141. — L’aspect ambigu que revêtaient, dès leur titre même, les Premiers principes métaphysiques de la science de la nature, explique la fortune historique du kantisme, qui elle-même, et pour une grande part, devait décider de l’orientation spéculative du xixe siècle. Dans les générations qui suivent Kant, savants et philosophes, tout étrangers qu’ils deviennent les uns aux autres, ou peut-être à cause de cela, sont d’accord pour se priver du bénéfice qu’ils auraient pu tirer de l’idée proprement critique. D’une part, des savants d’origine, dans des ouvrages qui sont pourtant intitulés Exposition du Système du Monde, ou Cours de Philosophie positive, laissent de côté avec affectation ce qui dépasserait le contenu immédiat du savoir, ce qui ne prétendrait même qu’à en déterminer la valeur par une étude préalable de la fonction de connaissance. Les philosophes de profession, d’autre part, se tiennent à distance du savoir scientifique, dont la subtilité croissante gênerait leur tendance dogmatique aux généralités, conduits, soit par le goût de la déduction systématique à se lancer au delà, soit par les préjugés de l’école empirique à demeurer en deçà, de l’horizon que l’analyse réflexive de Kant s’était délimitée à elle-même.

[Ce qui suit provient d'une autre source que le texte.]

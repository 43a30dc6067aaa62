//! In-memory doubles for integration testing.
//!
//! `MockStore` is a deterministic `PriceStore` with no external
//! dependencies. `StubAnalyzer` and `StubLookup` return canned answers.

use async_trait::async_trait;
use chrono::{DateTime, Duration, TimeZone, Utc};
use rust_decimal::Decimal;
use std::sync::{Arc, Mutex};
use uuid::Uuid;

use pricewatch::llm::ReceiptAnalyzer;
use pricewatch::lookup::ProductLookup;
use pricewatch::storage::PriceStore;
use pricewatch::types::*;

/// Fixed "now" for deterministic tests.
pub fn epoch() -> DateTime<Utc> {
    Utc.with_ymd_and_hms(2026, 3, 1, 12, 0, 0).unwrap()
}

/// An observation submitted `minutes_ago` before `epoch()`.
pub fn observation(barcode: &str, price: Decimal, minutes_ago: i64) -> PriceObservation {
    PriceObservation {
        barcode: barcode.to_string(),
        product_name: format!("Product {barcode}"),
        price,
        currency: "NOK".to_string(),
        store_name: None,
        location: None,
        submitted_at: epoch() - Duration::minutes(minutes_ago),
    }
}

/// A mock price store. All rows live in a `Vec`; insertion order breaks
/// timestamp ties the same way the SQLite store does.
#[derive(Default)]
pub struct MockStore {
    rows: Arc<Mutex<Vec<(String, PriceObservation)>>>,
    /// If set, all operations will return this error.
    force_error: Arc<Mutex<Option<String>>>,
}

impl MockStore {
    pub fn new() -> Self {
        Self::default()
    }

    pub fn with_rows(rows: Vec<PriceObservation>) -> Self {
        let store = Self::new();
        {
            let mut guard = store.rows.lock().unwrap();
            for obs in rows {
                guard.push((Uuid::new_v4().to_string(), obs));
            }
        }
        store
    }

    /// Force all subsequent operations to return an error.
    pub fn set_error(&self, msg: &str) {
        *self.force_error.lock().unwrap() = Some(msg.to_string());
    }

    /// Clear any forced error.
    pub fn clear_error(&self) {
        *self.force_error.lock().unwrap() = None;
    }

    pub fn len(&self) -> usize {
        self.rows.lock().unwrap().len()
    }

    fn check(&self) -> Result<(), PriceError> {
        match self.force_error.lock().unwrap().as_ref() {
            Some(err) => Err(PriceError::Storage(err.clone())),
            None => Ok(()),
        }
    }
}

#[async_trait]
impl PriceStore for MockStore {
    async fn insert(&self, observation: &PriceObservation) -> Result<String, PriceError> {
        self.check()?;
        let id = Uuid::new_v4().to_string();
        self.rows
            .lock()
            .unwrap()
            .push((id.clone(), observation.clone()));
        Ok(id)
    }

    async fn recent(&self, limit: usize) -> Result<Vec<PriceObservation>, PriceError> {
        self.check()?;
        let rows = self.rows.lock().unwrap();
        let mut indexed: Vec<(usize, &PriceObservation)> =
            rows.iter().map(|(_, o)| o).enumerate().collect();
        indexed.sort_by(|a, b| {
            b.1.submitted_at
                .cmp(&a.1.submitted_at)
                .then(b.0.cmp(&a.0))
        });
        Ok(indexed
            .into_iter()
            .take(limit)
            .map(|(_, o)| o.clone())
            .collect())
    }

    async fn count_all(&self) -> Result<u64, PriceError> {
        self.check()?;
        Ok(self.rows.lock().unwrap().len() as u64)
    }

    async fn count_since(&self, since: DateTime<Utc>) -> Result<u64, PriceError> {
        self.check()?;
        let rows = self.rows.lock().unwrap();
        Ok(rows.iter().filter(|(_, o)| o.submitted_at >= since).count() as u64)
    }

    async fn count_before(&self, cutoff: DateTime<Utc>) -> Result<u64, PriceError> {
        self.check()?;
        let rows = self.rows.lock().unwrap();
        Ok(rows.iter().filter(|(_, o)| o.submitted_at < cutoff).count() as u64)
    }

    async fn oldest_submission(&self) -> Result<Option<DateTime<Utc>>, PriceError> {
        self.check()?;
        let rows = self.rows.lock().unwrap();
        Ok(rows.iter().map(|(_, o)| o.submitted_at).min())
    }

    async fn delete_before(&self, cutoff: DateTime<Utc>) -> Result<u64, PriceError> {
        self.check()?;
        let mut rows = self.rows.lock().unwrap();
        let before = rows.len();
        rows.retain(|(_, o)| o.submitted_at >= cutoff);
        Ok((before - rows.len()) as u64)
    }

    fn name(&self) -> &str {
        "mock"
    }
}

/// Returns the same items for every receipt.
pub struct StubAnalyzer {
    pub items: Vec<ReceiptItem>,
}

#[async_trait]
impl ReceiptAnalyzer for StubAnalyzer {
    async fn analyze_image(&self, _image: &[u8], _mime_type: &str) -> Result<Vec<ReceiptItem>, PriceError> {
        Ok(self.items.clone())
    }

    async fn analyze_text(&self, _text: &str) -> Result<Vec<ReceiptItem>, PriceError> {
        Ok(self.items.clone())
    }

    fn model_name(&self) -> &str {
        "stub"
    }
}

/// Knows one product; everything else is unknown.
pub struct StubLookup {
    pub barcode: String,
    pub product: ProductInfo,
}

#[async_trait]
impl ProductLookup for StubLookup {
    async fn lookup(&self, barcode: &str) -> Result<ProductInfo, PriceError> {
        if barcode == self.barcode {
            Ok(self.product.clone())
        } else {
            Ok(ProductInfo::unknown())
        }
    }

    fn name(&self) -> &str {
        "stub"
    }
}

Cette rupture dans l’unité de la vie intellectuelle, par laquelle l’époque de la Restauration présente (nous l’avions constaté déjà en examinant les doctrines de Maine de Biran et de John Stuart Mill) la décadence d’un moyen âge, Helmholtz eut le grand mérite d’y mettre fin, pour l’Allemagne, lorsqu’il lança, en 1855, le mot d’ordre retentissant du retour à Kant[1]. Au milieu du siècle, il n’y avait plus de combat entre savants et philosophes, non sans doute que l’un des deux partis eût convaincu l’autre, mais parce que chacun d’eux a désespéré de

  1. « Un discours plus ancien de Weisse (sur la question de savoir dans quel sens la philosophie allemande doit de nouveau s’orienter vers Kant) n’avait pu faire aucune impression. » (Riehl, Helmholtz et Kant, Revue de métaphysique, 1904, p. 579.)